It is the ``opposite'' of the GCD.
~
Examples:
\[\lcm(4,6) = 12 \quad \lcm(7,5) = 35 \quad \lcm(24,12)=24\]
\[\lcm(n,n) = n \quad \lcm(n,0) = n \quad \lcm(n,1) = n\]
~
When using the factorization, just take the \emph{maximum} of the exponents:
\[\lcm(2^5\cdot3^2,\ 2^4\cdot3^7) = 2^5\cdot3^7 \qquad \lcm(5^2, 3^5) = 3^5\cdot5^2\]
\end{frame}
\begin{frame}[fragile]
\frametitle{Getting LCM from GCD}
\begin{itemize}
\item The GCD takes the minimum of the exponents and the LCM takes the maximum
\item So they take both exponents!
\item As a consequence, $\gcd(a,b) \times \lcm(a,b) = a \times b$
\end{itemize}
Example:
\[\gcd(2^5\cdot3^2,\ 2^4\cdot3^7) = 2^4\cdot3^2 \quad\ \lcm(2^5\cdot3^2,\ 2^4\cdot3^7) = 2^5\cdot3^7\]

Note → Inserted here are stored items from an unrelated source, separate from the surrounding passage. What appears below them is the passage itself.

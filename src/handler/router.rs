//! Request routing dispatch module
//!
//! Entry point for HTTP request processing: method validation, body size
//! check, and dispatch to the API or static file handlers. Every response
//! leaves through here, which is where CORS headers and the access log
//! entry are applied.

use crate::api;
use crate::config::Config;
use crate::handler::static_files;
use crate::http;
use crate::logger::{self, AccessLogEntry, AccessLogFormat};
use http_body_util::{BodyExt, Full};
use hyper::body::{Body, Bytes};
use hyper::{Method, Request, Response, Version};
use std::convert::Infallible;
use std::net::SocketAddr;
use std::sync::Arc;

/// Main entry point for HTTP request handling
///
/// Generic over the body type so tests can drive it with `Full<Bytes>`
/// while the server passes `hyper::body::Incoming`.
pub async fn handle_request<B>(
    req: Request<B>,
    remote_addr: SocketAddr,
    config: Arc<Config>,
) -> Result<Response<Full<Bytes>>, Infallible>
where
    B: Body + Send,
    B::Data: Send,
    B::Error: std::fmt::Display,
{
    let mut entry = AccessLogEntry::new(
        remote_addr.ip().to_string(),
        req.method().to_string(),
        req.uri().path().to_string(),
    );
    entry.query = req.uri().query().map(ToString::to_string);
    entry.http_version = version_str(req.version()).to_string();
    entry.referer = header_string(&req, "referer");
    entry.user_agent = header_string(&req, "user-agent");

    let mut response = route(req, &config).await;

    if config.http.enable_cors {
        http::apply_cors(&mut response);
    }

    if config.logging.access_log {
        entry.status = response.status().as_u16();
        entry.body_bytes = response
            .body()
            .size_hint()
            .exact()
            .and_then(|n| usize::try_from(n).ok())
            .unwrap_or(0);
        logger::log_access(
            &entry,
            AccessLogFormat::from_name(&config.logging.access_log_format),
        );
    }

    Ok(response)
}

/// Route request based on method and path
async fn route<B>(req: Request<B>, config: &Config) -> Response<Full<Bytes>>
where
    B: Body + Send,
    B::Data: Send,
    B::Error: std::fmt::Display,
{
    let method = req.method().clone();

    match method {
        Method::OPTIONS => http::build_options_response(),
        Method::POST => handle_post(req, config).await,
        Method::GET => {
            let path = req.uri().path();
            if path.starts_with("/api/") {
                api::handle_api_get(path, config).await
            } else {
                static_files::serve(path, false, config).await
            }
        }
        Method::HEAD => static_files::serve(req.uri().path(), true, config).await,
        _ => http::build_405_response(),
    }
}

/// Handle POST requests; only the upload endpoint accepts them
async fn handle_post<B>(req: Request<B>, config: &Config) -> Response<Full<Bytes>>
where
    B: Body + Send,
    B::Data: Send,
    B::Error: std::fmt::Display,
{
    if req.uri().path() != "/api/upload" {
        return api::not_found();
    }

    if let Some(response) = check_body_size(&req, config.http.max_body_size) {
        return response;
    }

    let content_type = req
        .headers()
        .get("content-type")
        .and_then(|v| v.to_str().ok())
        .unwrap_or("")
        .to_string();

    match req.into_body().collect().await {
        Ok(collected) => api::handle_upload(&content_type, collected.to_bytes(), config).await,
        Err(e) => {
            logger::log_error(&format!("Failed to read upload body: {e}"));
            api::bad_request("Failed to read request body")
        }
    }
}

/// Validate Content-Length header and return 413 if exceeded
fn check_body_size<B>(req: &Request<B>, max_body_size: u64) -> Option<Response<Full<Bytes>>> {
    let content_length = req.headers().get("content-length")?;
    content_length.to_str().map_or_else(
        |_| {
            logger::log_warning("Content-Length header contains non-ASCII characters");
            None
        },
        |size_str| match size_str.parse::<u64>() {
            Ok(size) if size > max_body_size => {
                logger::log_error(&format!(
                    "Request body too large: {size} bytes (max: {max_body_size})"
                ));
                Some(http::build_413_response())
            }
            Err(_) => {
                logger::log_warning(&format!(
                    "Invalid Content-Length value: '{size_str}', skipping size check"
                ));
                None
            }
            _ => None,
        },
    )
}

fn header_string<B>(req: &Request<B>, name: &str) -> Option<String> {
    req.headers()
        .get(name)
        .and_then(|v| v.to_str().ok())
        .map(ToString::to_string)
}

fn version_str(version: Version) -> &'static str {
    if version == Version::HTTP_10 {
        "1.0"
    } else if version == Version::HTTP_2 {
        "2"
    } else {
        "1.1"
    }
}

\[\gcd\times\,\lcm = 2^{4+5}\cdot3^{2+7} = (2^5\cdot3^2) \times (2^4\cdot3^7)\]
~
\textbf{Solution:} Just be careful with overflows!
\begin{lstlisting}
int lcm(int a, int b) { return a * (b / gcd(a,b); }
\end{lstlisting}
\end{frame}
\section{Extended Euclid}
\newcommand{\di}{\,|\,}
\begin{frame}
\frametitle{Linear diophantine equation}
\begin{itemize}
\item A diophantine equation is an equation where the solutions must be integers
\item We will consider the equation $ax+by=c$ ($x,y$ unknown)

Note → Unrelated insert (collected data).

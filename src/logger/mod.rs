//! Logger module
//!
//! Provides logging utilities for the dashboard server including:
//! - Server lifecycle logging
//! - Access logging with multiple formats
//! - Error and warning logging
//! - File-based logging support

mod format;
pub mod writer;

pub use format::{AccessLogEntry, AccessLogFormat};

use crate::config::Config;
use std::net::SocketAddr;

/// Initialize the logger with configuration
///
/// Should be called once at application startup.
pub fn init(config: &Config) -> std::io::Result<()> {
    writer::init(
        config.logging.access_log_file.as_deref(),
        config.logging.error_log_file.as_deref(),
    )
}

/// Write to info/access log
fn write_info(message: &str) {
    match writer::get() {
        Some(w) => w.write_info(message),
        None => println!("{message}"),
    }
}

/// Write to error log
fn write_error(message: &str) {
    match writer::get() {
        Some(w) => w.write_error(message),
        None => eprintln!("{message}"),
    }
}

pub fn log_server_start(addr: &SocketAddr, config: &Config) {
    write_info("======================================");
    write_info("Usage analytics dashboard server started");
    write_info(&format!("Listening on: http://{addr}"));
    write_info(&format!("Main dashboard: http://{addr}/index.html"));
    write_info(&format!("Data manager: http://{addr}/data-manager.html"));
    write_info(&format!("Static root: {}", config.static_files.root));
    write_info(&format!("Upload directory: {}", config.storage.data_dir));
    write_info(&format!("Log level: {}", config.logging.level));
    if let Some(workers) = config.server.workers {
        write_info(&format!("Worker threads: {workers}"));
    }
    if let Some(ref path) = config.logging.access_log_file {
        write_info(&format!("Access log: {path}"));
    }
    if let Some(ref path) = config.logging.error_log_file {
        write_info(&format!("Error log: {path}"));
    }
    write_info("Press Ctrl+C to stop the server");
    write_info("======================================\n");
}

pub fn log_data_dirs_ready(data_dir: &str) {
    write_info(&format!("Directory structure verified under {data_dir}/"));
}

pub fn log_upload(filename: &str, path: &str) {
    write_info(&format!("Uploaded: {filename} -> {path}"));
}

pub fn log_shutdown() {
    write_info("\nServer shutting down...");
}

pub fn log_connection_error(err: &impl std::fmt::Debug) {
    write_error(&format!("[ERROR] Failed to serve connection: {err:?}"));
}

pub fn log_bind_failed(addr: &SocketAddr, err: &std::io::Error) {
    write_error(&format!("[ERROR] Failed to bind {addr}: {err}"));
    write_error("        Is the port already in use?");
}

pub fn log_error(message: &str) {
    write_error(&format!("[ERROR] {message}"));
}

pub fn log_warning(message: &str) {
    write_error(&format!("[WARN] {message}"));
}

/// Log formatted access log entry
pub fn log_access(entry: &AccessLogEntry, format: AccessLogFormat) {
    write_info(&entry.format(format));
}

\item Note: if we had $x,y \in \mathbb{R}$ the solution would be a line
\item Let $d = \gcd(a,b)$. Since $d$ divides $ax+by$, it must also divide $c$.
\end{itemize}
\textbf{Bézout's identity:} There exist $x,y$ such that $ax+by=d$
\begin{itemize}
\item So if $d$ divides $c$, we can take $x(c/d)$ and $y(c/d)$
\item Otherwise, no solution
\end{itemize}
\end{frame}
\begin{frame}
\frametitle{The set of solutions}
\begin{itemize}
\item Suppose we have an initial solution $ax_0+by_0=c$
\item Then we can take $x=x_0+(b/d)n$ and $y=y_0-(a/d)n$ to generate all the solutions (proof in exercise, compare two solutions)
\end{itemize}
~
Example: $6x+4y = 2$
\begin{itemize}
\item First solution: $x=1, y=-1$
\item Formula: $(x+2n,\ y-3n)$
\item Positive $n$: $(3,-4), (5,-7), (7,-10) \ldots$
\item Negative $n$: $(-1, 3), (-3, 5), (-5, 8) \ldots$
\end{itemize}
\end{frame}
\newcommand{\blue}{\textcolor{blue}}
\newcommand{\red}{\textcolor{red}}
\begin{frame}
\frametitle{Finding the initial solution}
\begin{itemize}
\item To find the initial solution to $ax+by=d$, we will extend Euclid's algorithm
\item Base case: $b=0$ so $x=1, y=0$ works
\item Adapt it as we go, by reversing: $a - (a\,\%\,b) = b \cdot \lfloor{a/b}\rfloor$
\end{itemize}
Example: $21 \quad 15 \quad 6 \quad 3 \quad 0$
\begin{itemize}
\item $3= 3\cdot\blue{1}+0\cdot\red{0}$
\item $3= 6\cdot\red{0}+3\cdot(\blue{1}-\lfloor6/3\rfloor\cdot\red{0}) = 6\cdot\blue{0}+3\cdot\red{1}$
\item $3= 15\cdot\red{1}+6\cdot(\blue{0}-\lfloor15/6\rfloor\cdot\red{1}) = 15\cdot\blue{1}+6\cdot\red{(-2)}$
\item $3= 21\cdot\red{(-2)}+15\cdot(\blue{1}-\lfloor21/15\rfloor\cdot\red{(-2)}) = 21\cdot(-2) + 15\cdot3$
\end{itemize}
\end{frame}
\begin{frame}[fragile]
\frametitle{Extended Euclid: implementation}
\textbf{Solution:} Extended Euclid's algorithm
\begin{lstlisting}
int x,y,d; // global for convenience
void euclid(int a, int b) {
// Base case
if (b == 0) { x = 1; y = 0; d = a; return; }
// Recurse and adapt coefficients
euclid(b, a%b);
int oldy = y;
y = x - (a/b) * y;
x = oldy;
}
\end{lstlisting}
\begin{itemize}
\item Complexity: $O(\log b)$, same as before
\item Finds both the GCD and the coefficients
\end{itemize}
\end{frame}
\begin{frame}
\frametitle{Bonus property}
\begin{center}
\includegraphics[width=.8\textwidth]{img/authority}
\end{center}
\end{frame}
\end{document}